If you'll forgive me the lack of actual code, the general idea is to create a transparent mesh for the effect which is colored by sampling the opaque texture, using the screen-space coordinates of the fragment plus some offset. The offset is what creates the distortion.

In order to find the offset you could use the UV coordinates of the fragment. In this case, where the distortion is radial, the offset could be something like

offset = normalize( uv-float2(0.5,0.5) )

assuming, of course, that the center point of the mesh has UV=(0.5, 0.5)

To fully recreate the effect you show you also need to animate this, but I think this should be enough to get you started.

Edit:

Okay, so here's my shadergraph version of a very similar thing. The distortion effect. It's pretty cool.

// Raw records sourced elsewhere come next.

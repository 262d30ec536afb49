use rust_decimal::Decimal;
use rust_decimal_macros::dec;
use serde::{Deserialize, Serialize};

use crate::types::{Money, Rate};

/// Federal poverty guideline table (48 contiguous states), keyed by household
/// size with a fixed increment for each member beyond the table.
#[derive(Debug, Clone, Serialize, Deserialize)]
pub struct PovertyGuidelines {
    /// Guideline amounts for household sizes 1 through `table.len()`.
    pub table: Vec<Money>,
    /// Increment per additional member beyond the table.
    pub per_additional_member: Money,
}

impl PovertyGuidelines {
    /// The published 2025 guidelines.
    pub fn builtin() -> Self {
        PovertyGuidelines {
            table: vec![
                dec!(15_650),
                dec!(21_150),
                dec!(26_650),
                dec!(32_150),
                dec!(37_650),
                dec!(43_150),
                dec!(48_650),
                dec!(54_150),
            ],
            per_additional_member: dec!(5_500),
        }
    }

    /// Guideline amount for a household. Sizes below 1 clamp to 1.
    pub fn guideline(&self, family_size: u32) -> Money {
        let size = family_size.max(1) as usize;
        if size <= self.table.len() {
            self.table[size - 1]
        } else {
            let last = *self.table.last().unwrap_or(&Decimal::ZERO);
            let extra = (size - self.table.len()) as i64;
            last + self.per_additional_member * Decimal::from(extra)
        }
    }
}

/// Income minus a multiple of the poverty guideline, floored at zero. The
/// base for every percent-of-income payment formula except the sliding-scale
/// plan, which consumes AGI directly.
pub fn discretionary_income(
    guidelines: &PovertyGuidelines,
    income: Money,
    family_size: u32,
    poverty_multiplier: Rate,
) -> Money {
    let threshold = guidelines.guideline(family_size) * poverty_multiplier;
    (income - threshold).max(Decimal::ZERO)
}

Shadergraph version of the thing. It's lots of nodes connected to each other, so describing is tricky

The most important part is this: Offset the coordinates at which to sample the scene color by the UV coordinates of the fragment minus (0.5, 0.5)

That is where the opaque texture (the scene color) is sampled. Basically, you want to figure out which pixel this fragment would be rendered to, and sample the color of a different pixel, with a relative offset. The offset, in this case, is calculated from the UVs. For that to work, you need a mesh that really has UVs (0.5, 0.5) at the center. Kind of like this:A circle mesh, unwrapped so that the center is at (0.5, 0.5)

Other than that, what the shader is doing is calculating a donut-like mask by combining multiple sphere masks (well, circles, really, but whatever), so that the entire thing is not getting distorted at the same time. By changing the parameter t, you can make it flow from the center outward.more nodes, I'm sorry

Don't be scared by the fact that this uses a custom sphere mask node. The built-in one would work just fine, it's just that I'm insufferable and I needed to make it so that the effect starts exactly at t=0 and ends exactly at t=1.

The other thing you might see is a billboarding node in the vertex shader, but that really is beyond the scope of this question, I think.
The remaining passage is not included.